━━ Given information ━━

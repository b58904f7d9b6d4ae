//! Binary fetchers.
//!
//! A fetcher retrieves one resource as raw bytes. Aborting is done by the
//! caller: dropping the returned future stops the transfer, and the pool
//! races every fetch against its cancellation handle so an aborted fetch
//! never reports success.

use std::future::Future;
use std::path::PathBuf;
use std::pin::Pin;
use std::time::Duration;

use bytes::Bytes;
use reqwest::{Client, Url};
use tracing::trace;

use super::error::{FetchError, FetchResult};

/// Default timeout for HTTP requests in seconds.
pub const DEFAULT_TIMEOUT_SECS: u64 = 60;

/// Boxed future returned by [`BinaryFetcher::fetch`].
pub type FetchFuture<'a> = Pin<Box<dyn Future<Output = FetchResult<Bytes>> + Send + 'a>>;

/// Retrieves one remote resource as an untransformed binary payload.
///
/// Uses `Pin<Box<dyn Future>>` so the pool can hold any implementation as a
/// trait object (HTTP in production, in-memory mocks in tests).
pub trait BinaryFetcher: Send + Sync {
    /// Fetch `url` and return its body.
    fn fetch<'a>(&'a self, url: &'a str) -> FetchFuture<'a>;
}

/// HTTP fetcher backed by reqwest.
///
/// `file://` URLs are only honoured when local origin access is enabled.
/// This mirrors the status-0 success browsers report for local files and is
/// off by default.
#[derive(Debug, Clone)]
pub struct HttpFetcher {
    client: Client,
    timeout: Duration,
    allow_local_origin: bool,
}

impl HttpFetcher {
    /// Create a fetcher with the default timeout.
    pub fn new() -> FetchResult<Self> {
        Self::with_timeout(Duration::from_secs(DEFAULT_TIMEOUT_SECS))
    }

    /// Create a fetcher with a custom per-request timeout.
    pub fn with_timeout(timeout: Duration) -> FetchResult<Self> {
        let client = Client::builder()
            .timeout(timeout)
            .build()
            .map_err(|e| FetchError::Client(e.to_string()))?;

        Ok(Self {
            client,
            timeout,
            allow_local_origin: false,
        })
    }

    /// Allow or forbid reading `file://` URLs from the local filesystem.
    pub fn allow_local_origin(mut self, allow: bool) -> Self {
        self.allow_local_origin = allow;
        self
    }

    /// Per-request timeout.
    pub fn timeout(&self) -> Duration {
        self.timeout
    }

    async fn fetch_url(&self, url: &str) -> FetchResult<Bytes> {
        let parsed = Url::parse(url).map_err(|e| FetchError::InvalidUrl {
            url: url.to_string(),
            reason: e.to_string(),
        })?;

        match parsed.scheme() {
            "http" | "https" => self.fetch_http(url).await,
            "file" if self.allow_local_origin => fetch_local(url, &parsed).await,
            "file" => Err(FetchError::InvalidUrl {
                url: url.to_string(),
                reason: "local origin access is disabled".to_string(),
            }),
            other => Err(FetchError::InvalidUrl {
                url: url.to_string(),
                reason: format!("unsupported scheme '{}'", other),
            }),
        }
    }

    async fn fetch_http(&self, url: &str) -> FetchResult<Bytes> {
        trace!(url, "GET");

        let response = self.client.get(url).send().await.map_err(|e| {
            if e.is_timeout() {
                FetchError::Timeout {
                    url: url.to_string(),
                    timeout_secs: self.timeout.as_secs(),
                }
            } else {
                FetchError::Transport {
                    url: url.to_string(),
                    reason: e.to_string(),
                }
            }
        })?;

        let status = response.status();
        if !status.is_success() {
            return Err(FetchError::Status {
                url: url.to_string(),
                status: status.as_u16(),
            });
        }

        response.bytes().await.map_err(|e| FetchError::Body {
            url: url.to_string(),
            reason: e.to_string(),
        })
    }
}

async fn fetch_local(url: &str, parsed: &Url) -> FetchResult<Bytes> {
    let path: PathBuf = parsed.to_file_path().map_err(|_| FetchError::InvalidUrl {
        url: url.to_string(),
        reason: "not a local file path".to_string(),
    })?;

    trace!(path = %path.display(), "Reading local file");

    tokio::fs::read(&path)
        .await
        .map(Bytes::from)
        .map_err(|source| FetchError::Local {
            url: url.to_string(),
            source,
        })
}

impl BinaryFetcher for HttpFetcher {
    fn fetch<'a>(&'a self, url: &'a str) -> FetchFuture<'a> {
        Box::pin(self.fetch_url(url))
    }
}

━━━

* What is expected *
The whole block of entries above should be repeated exactly.

* Answer to this problem *
repository b58904f7d9b6d4ae
//! Binary fetchers.
//!
//! A fetcher retrieves one resource as raw bytes. Aborting is done by the
//! caller: dropping the returned future stops the transfer, and the pool
//! races every fetch against its cancellation handle so an aborted fetch
//! never reports success.

use std::future::Future;
use std::path::PathBuf;
use std::pin::Pin;
use std::time::Duration;

use bytes::Bytes;
use reqwest::{Client, Url};
use tracing::trace;

use super::error::{FetchError, FetchResult};

/// Default timeout for HTTP requests in seconds.
pub const DEFAULT_TIMEOUT_SECS: u64 = 60;

/// Boxed future returned by [`BinaryFetcher::fetch`].
pub type FetchFuture<'a> = Pin<Box<dyn Future<Output = FetchResult<Bytes>> + Send + 'a>>;

/// Retrieves one remote resource as an untransformed binary payload.
///
/// Uses `Pin<Box<dyn Future>>` so the pool can hold any implementation as a
/// trait object (HTTP in production, in-memory mocks in tests).
pub trait BinaryFetcher: Send + Sync {
    /// Fetch `url` and return its body.
    fn fetch<'a>(&'a self, url: &'a str) -> FetchFuture<'a>;
}

/// HTTP fetcher backed by reqwest.
///
/// `file://` URLs are only honoured when local origin access is enabled.
/// This mirrors the status-0 success browsers report for local files and is
/// off by default.
#[derive(Debug, Clone)]
pub struct HttpFetcher {
    client: Client,
    timeout: Duration,
    allow_local_origin: bool,
}

impl HttpFetcher {
    /// Create a fetcher with the default timeout.
    pub fn new() -> FetchResult<Self> {
        Self::with_timeout(Duration::from_secs(DEFAULT_TIMEOUT_SECS))
    }

    /// Create a fetcher with a custom per-request timeout.
    pub fn with_timeout(timeout: Duration) -> FetchResult<Self> {
        let client = Client::builder()
            .timeout(timeout)
            .build()
            .map_err(|e| FetchError::Client(e.to_string()))?;

        Ok(Self {
            client,
            timeout,
            allow_local_origin: false,
        })
    }

    /// Allow or forbid reading `file://` URLs from the local filesystem.
    pub fn allow_local_origin(mut self, allow: bool) -> Self {
        self.allow_local_origin = allow;
        self
    }

    /// Per-request timeout.
    pub fn timeout(&self) -> Duration {
        self.timeout
    }

    async fn fetch_url(&self, url: &str) -> FetchResult<Bytes> {
        let parsed = Url::parse(url).map_err(|e| FetchError::InvalidUrl {
            url: url.to_string(),
            reason: e.to_string(),
        })?;

        match parsed.scheme() {
            "http" | "https" => self.fetch_http(url).await,
            "file" if self.allow_local_origin => fetch_local(url, &parsed).await,
            "file" => Err(FetchError::InvalidUrl {
                url: url.to_string(),
                reason: "local origin access is disabled".to_string(),
            }),
            other => Err(FetchError::InvalidUrl {
                url: url.to_string(),
                reason: format!("unsupported scheme '{}'", other),
            }),
        }
    }

    async fn fetch_http(&self, url: &str) -> FetchResult<Bytes> {
        trace!(url, "GET");

        let response = self.client.get(url).send().await.map_err(|e| {
            if e.is_timeout() {
                FetchError::Timeout {
                    url: url.to_string(),
                    timeout_secs: self.timeout.as_secs(),
                }
            } else {
                FetchError::Transport {
                    url: url.to_string(),
                    reason: e.to_string(),
                }
            }
        })?;

        let status = response.status();
        if !status.is_success() {
            return Err(FetchError::Status {
                url: url.to_string(),
                status: status.as_u16(),
            });
        }

        response.bytes().await.map_err(|e| FetchError::Body {
            url: url.to_string(),
            reason: e.to_string(),
        })
    }
}

async fn fetch_local(url: &str, parsed: &Url) -> FetchResult<Bytes> {
    let path: PathBuf = parsed.to_file_path().map_err(|_| FetchError::InvalidUrl {
        url: url.to_string(),
        reason: "not a local file path".to_string(),
    })?;

    trace!(path = %path.display(), "Reading local file");

    tokio::fs::read(&path)
        .await
        .map(Bytes::from)
        .map_err(|source| FetchError::Local {
            url: url.to_string(),
            source,
        })
}

impl BinaryFetcher for HttpFetcher {
    fn fetch<'a>(&'a self, url: &'a str) -> FetchFuture<'a> {
        Box::pin(self.fetch_url(url))
    }
}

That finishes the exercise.